Chances are you have lactose intolerance. You’re not alone – 5,000 years ago most humans were also lactose intolerant.
A new study published Wednesday in the journal Nature by researchers from the University of Bristol and University College London has found that people’s ability to digest lactose became common almost 5,000 years after the first signs of consumption of breast milk, which date back to around 6,000 BC.
They also found, using new computer modeling methods, that milk consumption was not the cause of increased lactose tolerance.
“The milk didn’t help at all,” study author Mark Thomas, a researcher at University College London, told DW.
“I’m excited about the statistical modeling method we’ve developed. As far as I know, no one has done it before,” Thomas said.
While breastfeeding, babies still tolerate lactose
What is lactose intolerance?
All babies can normally digest lactose. But for most of them, this ability will begin to decline after weaning from breast milk.
Today, about two-thirds of people are lactase non-persistent, which means they cannot digest lactose, the main sugar in milk.
People who are not lactase persistent cannot produce an enzyme called lactase, which breaks down lactose. When this enzyme is absent, lactose is free to travel to the colon, where bacteria feast on it.
This can cause unpleasant side effects, such as cramping, farting, or diarrhea. Together, these symptoms are called lactose intolerance.
The results of this study run counter to a widely held belief that the consumption of dairy products by our prehistoric ancestors led to the evolution of a genetic variation that allowed them to digest lactose even after adulthood. .
This hypothesis can be partly attributed to the marketing of the purported health benefits of lactose tolerance. For years dairy companies, doctors and even nutritionists have peddled milk and milk products as important vitamin D and calcium supplements and good sources of uncontaminated water.
But researchers quickly dismissed those ideas after analyzing a large pool of DNA and medical information on people in the UK. They found that whether or not they could tolerate lactose had little effect on people’s health, their calcium levels or whether or not they drank milk, Thomas said.

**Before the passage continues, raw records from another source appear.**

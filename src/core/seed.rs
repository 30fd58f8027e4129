//! Seed loader - idempotent bulk upsert of metric definitions and monthly targets.
//!
//! Running the same plan twice updates rows in place and reports the same counts. The
//! loader never touches actuals or overrides.

use crate::{
    config::plan::{SeedPlan, baseline_plan},
    core::{
        metrics::{MetricInput, get_metric_by_key, upsert_metric_definition},
        targets::upsert_monthly_target,
    },
    errors::{Error, Result},
};
use sea_orm::{DatabaseConnection, TransactionTrait};
use serde::Serialize;
use tracing::{info, instrument};

/// Counts reported by a seed run
#[derive(Debug, Clone, Copy, PartialEq, Eq, Serialize)]
#[serde(rename_all = "camelCase")]
pub struct SeedReport {
    /// Metric definitions created or updated
    pub metrics_processed: usize,
    /// Monthly targets created or updated
    pub targets_upserted: usize,
}

/// Seeds the plan embedded in the binary.
pub async fn seed_baseline(db: &DatabaseConnection) -> Result<SeedReport> {
    let plan = baseline_plan()?;
    seed_from_plan(db, &plan).await
}

/// Upserts every metric then every target of `plan` in one transaction.
///
/// # Errors
/// Fails, leaving the database untouched, when a definition is invalid or a target
/// names a metric that neither exists nor is part of the plan.
#[instrument(skip(db, plan), fields(metrics = plan.metrics.len(), targets = plan.targets.len()))]
pub async fn seed_from_plan(db: &DatabaseConnection, plan: &SeedPlan) -> Result<SeedReport> {
    let txn = db.begin().await?;
    let mut report = SeedReport {
        metrics_processed: 0,
        targets_upserted: 0,
    };

    for metric in &plan.metrics {
        upsert_metric_definition(
            &txn,
            MetricInput {
                key: metric.key.clone(),
                title: metric.title.clone(),
                kind: metric.kind,
                formula: metric.formula.clone(),
                unit: metric.unit.clone(),
                active: metric.active,
            },
        )
        .await?;
        report.metrics_processed += 1;
    }

    for target in &plan.targets {
        if get_metric_by_key(&txn, &target.metric).await?.is_none() {
            return Err(Error::Config {
                message: format!("targets reference unknown metric '{}'", target.metric),
            });
        }
        for (month, value) in target.monthly_values()? {
            upsert_monthly_target(&txn, target.year, month, &target.metric, value).await?;
            report.targets_upserted += 1;
        }
    }

    txn.commit().await?;
    info!(
        "Seed processed {} metric(s) and {} target(s)",
        report.metrics_processed, report.targets_upserted
    );
    Ok(report)
}
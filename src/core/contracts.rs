//! Raw input data - contracts and ledger entries read by the base aggregations.
//!
//! The dashboard's contract and finance pages own these records; the engine only needs
//! to create them (imports, tests) and read them back for a date window.

use crate::{
    entities::{Contract, LedgerEntry, LedgerKind, contract, ledger_entry},
    errors::{Error, Result},
};
use chrono::{NaiveDate, Utc};
use sea_orm::{Condition, QueryOrder, Set, prelude::*};

/// Records a contract. `end_date`, when present, must not precede `start_date`.
pub async fn create_contract<C>(
    db: &C,
    client: &str,
    status: &str,
    monthly_value: f64,
    start_date: NaiveDate,
    end_date: Option<NaiveDate>,
) -> Result<contract::Model>
where
    C: ConnectionTrait,
{
    if client.trim().is_empty() {
        return Err(Error::Config {
            message: "Contract client cannot be empty".to_string(),
        });
    }
    if end_date.is_some_and(|end| end < start_date) {
        return Err(Error::Config {
            message: format!("Contract for '{client}' ends before it starts"),
        });
    }

    contract::ActiveModel {
        client: Set(client.trim().to_string()),
        status: Set(status.to_string()),
        monthly_value: Set(monthly_value),
        start_date: Set(start_date),
        end_date: Set(end_date),
        created_at: Set(Utc::now().naive_utc()),
        ..Default::default()
    }
    .insert(db)
    .await
    .map_err(Into::into)
}

/// Contracts that were in force at some point of `from..=to`.
pub async fn list_contracts_overlapping<C>(
    db: &C,
    from: NaiveDate,
    to: NaiveDate,
) -> Result<Vec<contract::Model>>
where
    C: ConnectionTrait,
{
    Contract::find()
        .filter(contract::Column::StartDate.lte(to))
        .filter(
            Condition::any()
                .add(contract::Column::EndDate.is_null())
                .add(contract::Column::EndDate.gte(from)),
        )
        .order_by_asc(contract::Column::Id)
        .all(db)
        .await
        .map_err(Into::into)
}

/// Records a ledger posting.
pub async fn create_ledger_entry<C>(
    db: &C,
    entry_date: NaiveDate,
    amount: f64,
    kind: LedgerKind,
    description: &str,
) -> Result<ledger_entry::Model>
where
    C: ConnectionTrait,
{
    ledger_entry::ActiveModel {
        entry_date: Set(entry_date),
        amount: Set(amount),
        kind: Set(kind),
        description: Set(description.to_string()),
        created_at: Set(Utc::now().naive_utc()),
        ..Default::default()
    }
    .insert(db)
    .await
    .map_err(Into::into)
}

/// Ledger postings dated within `from..=to`.
pub async fn list_ledger_entries<C>(
    db: &C,
    from: NaiveDate,
    to: NaiveDate,
) -> Result<Vec<ledger_entry::Model>>
where
    C: ConnectionTrait,
{
    LedgerEntry::find()
        .filter(ledger_entry::Column::EntryDate.between(from, to))
        .order_by_asc(ledger_entry::Column::EntryDate)
        .order_by_asc(ledger_entry::Column::Id)
        .all(db)
        .await
        .map_err(Into::into)
}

The global dairy industry uses around 1.5 billion cattle and was valued at nearly $830 billion (€817 billion) in 2020
Why has lactase persistence changed?
Genetic studies show that lactase persistence is “the single most highly selected genetic trait to have evolved over the last 10,000 years,” Thomas said.
Around 1000 BC. AD, the number of humans able to digest lactose, which is encoded in a gene, began to increase rapidly.
After discovering that milk consumption was not the cause of this growth spurt, the researchers tested two alternative hypotheses.
One hypothesis was that when humans were exposed to more pathogens, the symptoms of lactose intolerance combined with the new infectious agents could become fatal.
“We know that exposure to pathogens would have increased over the past 10,000 years as population densities increase, as people live closer to their pets,” Thomas said.
The other hypothesis concerned famines. When the crops sown by prehistoric lactose-intolerant populations failed, milk and dairy products became some of their only options for sustenance.
“If you’re a healthy person, you have diarrhea. It’s embarrassing. If you’re severely malnourished and you give yourself diarrhea, there’s a good chance you’ll die,” Thomas said.
The researchers used the same computer modeling methods to examine whether these insights could better explain the evolution of lactase persistence.
“And they did, much, much better,” Thomas said. “All these theories that ultimately relate to the use of milk don’t seem to help.”
The study focused primarily on European populations, and further research is needed for other continents.
Unfortunately, finding ancient DNA in African countries is trickier because it’s warmer, “and heat is a huge determinant of DNA survival,” Thomas said.